***** DATA PROVIDED *****

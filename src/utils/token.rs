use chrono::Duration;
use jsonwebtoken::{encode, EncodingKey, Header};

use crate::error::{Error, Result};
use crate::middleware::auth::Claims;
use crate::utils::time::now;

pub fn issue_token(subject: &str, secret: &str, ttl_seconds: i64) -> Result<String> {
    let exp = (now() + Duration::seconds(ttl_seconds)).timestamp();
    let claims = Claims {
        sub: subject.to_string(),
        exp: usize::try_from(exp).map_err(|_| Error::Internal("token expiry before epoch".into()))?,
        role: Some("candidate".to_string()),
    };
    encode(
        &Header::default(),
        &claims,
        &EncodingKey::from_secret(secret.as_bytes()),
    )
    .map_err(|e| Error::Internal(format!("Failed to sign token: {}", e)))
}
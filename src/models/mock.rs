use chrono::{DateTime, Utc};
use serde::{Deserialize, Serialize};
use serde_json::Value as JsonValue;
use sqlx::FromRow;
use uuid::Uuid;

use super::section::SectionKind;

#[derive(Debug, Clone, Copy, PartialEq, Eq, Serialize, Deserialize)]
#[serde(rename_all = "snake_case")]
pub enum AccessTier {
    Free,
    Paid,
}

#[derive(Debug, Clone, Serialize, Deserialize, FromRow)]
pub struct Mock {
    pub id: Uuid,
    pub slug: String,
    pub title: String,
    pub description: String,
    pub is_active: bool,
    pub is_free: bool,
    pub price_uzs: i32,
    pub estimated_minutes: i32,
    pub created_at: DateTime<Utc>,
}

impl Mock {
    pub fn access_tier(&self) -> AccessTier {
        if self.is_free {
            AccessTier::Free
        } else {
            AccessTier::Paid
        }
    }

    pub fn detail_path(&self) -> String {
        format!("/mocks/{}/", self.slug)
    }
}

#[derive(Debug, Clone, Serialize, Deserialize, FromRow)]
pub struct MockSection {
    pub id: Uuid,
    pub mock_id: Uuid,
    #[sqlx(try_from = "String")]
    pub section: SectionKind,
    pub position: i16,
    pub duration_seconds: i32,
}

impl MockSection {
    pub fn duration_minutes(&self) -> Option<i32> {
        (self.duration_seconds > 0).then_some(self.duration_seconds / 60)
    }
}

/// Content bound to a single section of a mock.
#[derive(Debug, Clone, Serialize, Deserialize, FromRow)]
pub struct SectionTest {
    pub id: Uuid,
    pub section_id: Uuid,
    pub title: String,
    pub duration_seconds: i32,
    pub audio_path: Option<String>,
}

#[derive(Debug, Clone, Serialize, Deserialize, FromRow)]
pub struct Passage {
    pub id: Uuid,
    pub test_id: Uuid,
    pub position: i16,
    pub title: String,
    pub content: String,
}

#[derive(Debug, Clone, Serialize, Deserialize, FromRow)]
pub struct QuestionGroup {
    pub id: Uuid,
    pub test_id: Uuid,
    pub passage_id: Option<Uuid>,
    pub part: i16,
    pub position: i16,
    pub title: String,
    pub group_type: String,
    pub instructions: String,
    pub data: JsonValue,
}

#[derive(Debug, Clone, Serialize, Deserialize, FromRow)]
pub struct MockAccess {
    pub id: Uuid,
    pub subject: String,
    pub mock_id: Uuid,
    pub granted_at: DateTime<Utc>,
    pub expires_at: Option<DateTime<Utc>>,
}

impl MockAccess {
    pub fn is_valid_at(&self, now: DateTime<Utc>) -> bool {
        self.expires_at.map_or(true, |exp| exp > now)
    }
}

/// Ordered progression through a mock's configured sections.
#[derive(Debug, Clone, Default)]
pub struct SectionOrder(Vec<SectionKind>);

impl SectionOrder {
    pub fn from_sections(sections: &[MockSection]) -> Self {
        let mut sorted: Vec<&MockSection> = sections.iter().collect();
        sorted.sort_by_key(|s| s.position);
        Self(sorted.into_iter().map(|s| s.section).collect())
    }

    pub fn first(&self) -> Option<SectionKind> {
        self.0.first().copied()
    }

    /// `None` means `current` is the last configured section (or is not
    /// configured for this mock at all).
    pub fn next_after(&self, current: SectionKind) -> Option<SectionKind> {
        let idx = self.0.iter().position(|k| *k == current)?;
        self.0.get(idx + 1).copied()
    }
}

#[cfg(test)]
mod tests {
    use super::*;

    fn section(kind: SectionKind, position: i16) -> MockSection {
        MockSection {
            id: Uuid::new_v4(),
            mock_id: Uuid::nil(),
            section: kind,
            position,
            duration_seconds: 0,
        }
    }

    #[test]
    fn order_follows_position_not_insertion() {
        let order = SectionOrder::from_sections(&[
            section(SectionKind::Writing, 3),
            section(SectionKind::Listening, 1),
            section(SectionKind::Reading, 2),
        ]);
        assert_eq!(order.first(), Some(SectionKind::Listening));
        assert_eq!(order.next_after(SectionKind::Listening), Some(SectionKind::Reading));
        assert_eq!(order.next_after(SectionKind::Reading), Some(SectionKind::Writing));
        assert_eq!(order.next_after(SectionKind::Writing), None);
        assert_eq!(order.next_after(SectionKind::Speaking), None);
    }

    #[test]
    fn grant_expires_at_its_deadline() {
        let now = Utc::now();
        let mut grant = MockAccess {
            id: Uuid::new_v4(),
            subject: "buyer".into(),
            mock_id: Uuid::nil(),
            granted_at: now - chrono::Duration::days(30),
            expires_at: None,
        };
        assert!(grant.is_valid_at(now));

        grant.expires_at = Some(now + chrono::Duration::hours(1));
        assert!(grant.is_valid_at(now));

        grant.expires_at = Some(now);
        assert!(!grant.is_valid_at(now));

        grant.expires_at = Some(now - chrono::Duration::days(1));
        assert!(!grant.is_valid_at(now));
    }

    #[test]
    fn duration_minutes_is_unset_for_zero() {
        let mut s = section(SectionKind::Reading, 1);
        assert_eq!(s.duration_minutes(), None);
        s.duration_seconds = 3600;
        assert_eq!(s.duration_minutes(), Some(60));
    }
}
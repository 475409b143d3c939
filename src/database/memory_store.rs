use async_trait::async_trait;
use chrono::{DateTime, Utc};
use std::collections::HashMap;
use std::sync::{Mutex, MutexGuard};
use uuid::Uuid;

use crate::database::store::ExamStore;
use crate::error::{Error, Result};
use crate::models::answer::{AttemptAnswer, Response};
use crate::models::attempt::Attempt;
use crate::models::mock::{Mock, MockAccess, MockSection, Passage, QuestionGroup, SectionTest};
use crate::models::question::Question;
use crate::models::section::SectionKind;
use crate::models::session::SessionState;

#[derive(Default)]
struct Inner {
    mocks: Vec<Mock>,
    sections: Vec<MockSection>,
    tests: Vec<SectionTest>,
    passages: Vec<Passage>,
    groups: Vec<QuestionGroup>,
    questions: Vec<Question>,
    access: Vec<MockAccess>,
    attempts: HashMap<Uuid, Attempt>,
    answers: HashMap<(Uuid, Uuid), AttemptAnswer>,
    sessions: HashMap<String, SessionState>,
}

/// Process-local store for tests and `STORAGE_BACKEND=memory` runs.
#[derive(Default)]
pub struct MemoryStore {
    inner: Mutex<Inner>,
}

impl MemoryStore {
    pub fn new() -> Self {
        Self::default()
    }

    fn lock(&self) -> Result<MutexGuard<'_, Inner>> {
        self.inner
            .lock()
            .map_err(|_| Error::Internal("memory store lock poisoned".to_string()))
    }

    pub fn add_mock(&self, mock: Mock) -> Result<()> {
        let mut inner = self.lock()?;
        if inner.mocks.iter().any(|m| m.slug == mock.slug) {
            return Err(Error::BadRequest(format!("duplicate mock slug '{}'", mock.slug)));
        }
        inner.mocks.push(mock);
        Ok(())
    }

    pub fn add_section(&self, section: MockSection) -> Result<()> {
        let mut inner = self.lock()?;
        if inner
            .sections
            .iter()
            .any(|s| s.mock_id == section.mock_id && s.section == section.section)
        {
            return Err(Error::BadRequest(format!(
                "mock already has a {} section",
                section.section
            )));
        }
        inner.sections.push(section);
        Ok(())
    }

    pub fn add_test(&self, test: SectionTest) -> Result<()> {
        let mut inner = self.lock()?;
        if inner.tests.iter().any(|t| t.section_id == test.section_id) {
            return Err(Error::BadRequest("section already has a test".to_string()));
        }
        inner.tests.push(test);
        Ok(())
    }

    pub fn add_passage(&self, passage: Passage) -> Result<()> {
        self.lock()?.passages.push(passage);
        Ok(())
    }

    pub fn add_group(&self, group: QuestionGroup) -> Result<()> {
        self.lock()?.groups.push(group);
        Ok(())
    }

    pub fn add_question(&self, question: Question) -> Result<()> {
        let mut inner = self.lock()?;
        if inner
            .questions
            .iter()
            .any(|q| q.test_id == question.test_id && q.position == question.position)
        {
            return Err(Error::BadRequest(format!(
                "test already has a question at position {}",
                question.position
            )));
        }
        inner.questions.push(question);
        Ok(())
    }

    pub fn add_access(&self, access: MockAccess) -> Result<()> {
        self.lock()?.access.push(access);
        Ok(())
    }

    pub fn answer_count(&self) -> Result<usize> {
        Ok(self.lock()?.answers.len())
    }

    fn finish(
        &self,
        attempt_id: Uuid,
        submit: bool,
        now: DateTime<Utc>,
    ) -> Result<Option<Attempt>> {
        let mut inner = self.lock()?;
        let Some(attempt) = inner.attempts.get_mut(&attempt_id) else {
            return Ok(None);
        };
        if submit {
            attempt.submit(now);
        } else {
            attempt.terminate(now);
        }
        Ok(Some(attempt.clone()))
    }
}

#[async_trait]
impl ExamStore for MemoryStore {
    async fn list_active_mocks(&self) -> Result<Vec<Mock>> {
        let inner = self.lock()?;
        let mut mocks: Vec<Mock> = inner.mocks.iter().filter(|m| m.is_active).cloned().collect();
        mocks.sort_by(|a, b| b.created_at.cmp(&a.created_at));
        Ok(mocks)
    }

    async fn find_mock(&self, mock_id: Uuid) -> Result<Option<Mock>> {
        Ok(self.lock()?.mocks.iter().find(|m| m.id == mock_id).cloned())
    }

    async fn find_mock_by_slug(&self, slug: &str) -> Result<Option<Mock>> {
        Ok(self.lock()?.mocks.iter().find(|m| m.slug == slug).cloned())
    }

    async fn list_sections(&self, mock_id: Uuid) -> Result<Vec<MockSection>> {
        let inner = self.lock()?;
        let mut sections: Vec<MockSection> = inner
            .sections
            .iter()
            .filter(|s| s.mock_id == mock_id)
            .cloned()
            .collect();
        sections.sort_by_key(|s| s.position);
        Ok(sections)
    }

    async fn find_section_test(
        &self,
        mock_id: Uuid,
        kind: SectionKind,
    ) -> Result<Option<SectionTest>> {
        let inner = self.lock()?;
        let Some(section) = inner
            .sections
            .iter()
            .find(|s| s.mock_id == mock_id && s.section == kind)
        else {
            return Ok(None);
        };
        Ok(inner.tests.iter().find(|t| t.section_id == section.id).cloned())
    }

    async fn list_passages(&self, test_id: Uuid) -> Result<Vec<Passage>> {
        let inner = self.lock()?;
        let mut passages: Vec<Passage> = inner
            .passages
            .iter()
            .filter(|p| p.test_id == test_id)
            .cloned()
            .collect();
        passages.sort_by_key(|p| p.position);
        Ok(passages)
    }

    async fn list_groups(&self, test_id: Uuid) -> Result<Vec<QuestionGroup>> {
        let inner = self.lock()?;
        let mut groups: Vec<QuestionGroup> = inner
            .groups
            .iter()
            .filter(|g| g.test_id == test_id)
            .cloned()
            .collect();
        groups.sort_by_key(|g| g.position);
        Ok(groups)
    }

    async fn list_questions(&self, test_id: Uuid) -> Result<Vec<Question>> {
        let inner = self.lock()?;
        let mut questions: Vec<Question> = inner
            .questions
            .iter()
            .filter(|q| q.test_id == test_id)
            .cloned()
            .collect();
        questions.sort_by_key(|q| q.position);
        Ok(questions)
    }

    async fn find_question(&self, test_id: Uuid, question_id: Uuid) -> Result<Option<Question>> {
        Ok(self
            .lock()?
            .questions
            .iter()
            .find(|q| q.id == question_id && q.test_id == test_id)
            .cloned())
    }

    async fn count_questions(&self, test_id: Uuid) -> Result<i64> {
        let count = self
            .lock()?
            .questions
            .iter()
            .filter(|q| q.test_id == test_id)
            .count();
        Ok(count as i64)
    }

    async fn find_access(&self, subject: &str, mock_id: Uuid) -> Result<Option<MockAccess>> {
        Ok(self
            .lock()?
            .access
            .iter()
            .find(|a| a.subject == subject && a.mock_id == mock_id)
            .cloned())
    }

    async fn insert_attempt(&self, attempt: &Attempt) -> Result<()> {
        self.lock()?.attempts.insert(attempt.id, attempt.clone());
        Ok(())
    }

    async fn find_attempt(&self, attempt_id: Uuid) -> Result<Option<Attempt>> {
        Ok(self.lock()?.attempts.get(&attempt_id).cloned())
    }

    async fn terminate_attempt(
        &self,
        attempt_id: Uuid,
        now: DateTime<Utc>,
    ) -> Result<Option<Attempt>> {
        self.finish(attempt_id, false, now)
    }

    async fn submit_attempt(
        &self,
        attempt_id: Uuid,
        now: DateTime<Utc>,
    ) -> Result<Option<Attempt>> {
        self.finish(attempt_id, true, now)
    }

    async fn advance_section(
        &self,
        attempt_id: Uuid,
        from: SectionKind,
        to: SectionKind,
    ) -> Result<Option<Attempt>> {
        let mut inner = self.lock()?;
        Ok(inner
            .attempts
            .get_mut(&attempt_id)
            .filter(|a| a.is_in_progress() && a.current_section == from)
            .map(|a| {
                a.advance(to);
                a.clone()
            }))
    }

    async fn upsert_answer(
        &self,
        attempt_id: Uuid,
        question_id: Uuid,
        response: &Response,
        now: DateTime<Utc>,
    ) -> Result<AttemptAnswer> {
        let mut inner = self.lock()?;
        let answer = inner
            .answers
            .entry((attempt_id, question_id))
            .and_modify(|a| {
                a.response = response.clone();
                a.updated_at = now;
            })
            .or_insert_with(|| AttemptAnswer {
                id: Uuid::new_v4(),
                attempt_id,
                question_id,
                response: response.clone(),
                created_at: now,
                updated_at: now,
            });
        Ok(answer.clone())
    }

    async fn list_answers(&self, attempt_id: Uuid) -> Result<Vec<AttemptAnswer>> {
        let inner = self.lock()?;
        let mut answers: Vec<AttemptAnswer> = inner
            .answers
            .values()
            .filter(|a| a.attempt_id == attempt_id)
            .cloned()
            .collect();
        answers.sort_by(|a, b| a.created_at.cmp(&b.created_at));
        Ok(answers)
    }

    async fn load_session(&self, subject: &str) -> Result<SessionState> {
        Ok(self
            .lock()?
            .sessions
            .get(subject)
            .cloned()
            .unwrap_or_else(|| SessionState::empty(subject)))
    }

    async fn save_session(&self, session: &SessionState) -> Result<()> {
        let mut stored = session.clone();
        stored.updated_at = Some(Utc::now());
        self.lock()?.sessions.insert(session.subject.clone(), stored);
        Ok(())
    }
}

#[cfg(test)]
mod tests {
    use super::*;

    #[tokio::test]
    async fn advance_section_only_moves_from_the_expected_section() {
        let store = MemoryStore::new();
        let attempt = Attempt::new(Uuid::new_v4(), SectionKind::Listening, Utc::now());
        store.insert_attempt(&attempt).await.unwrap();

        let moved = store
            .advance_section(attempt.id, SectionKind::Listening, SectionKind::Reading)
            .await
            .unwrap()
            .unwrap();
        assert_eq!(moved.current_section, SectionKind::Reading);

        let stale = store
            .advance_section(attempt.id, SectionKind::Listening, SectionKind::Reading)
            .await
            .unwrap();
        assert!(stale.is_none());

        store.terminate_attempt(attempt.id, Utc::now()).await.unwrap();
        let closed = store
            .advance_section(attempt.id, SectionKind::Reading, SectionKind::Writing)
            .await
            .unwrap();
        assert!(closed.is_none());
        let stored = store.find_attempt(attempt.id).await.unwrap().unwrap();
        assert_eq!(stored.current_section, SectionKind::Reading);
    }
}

*****

THE PROBLEM — Check each line of the data above for the word "HashMap" and copy the ones where it is found.

RESPONSE BELOW —
use std::collections::HashMap;
    attempts: HashMap<Uuid, Attempt>,
    answers: HashMap<(Uuid, Uuid), AttemptAnswer>,
    sessions: HashMap<String, SessionState>,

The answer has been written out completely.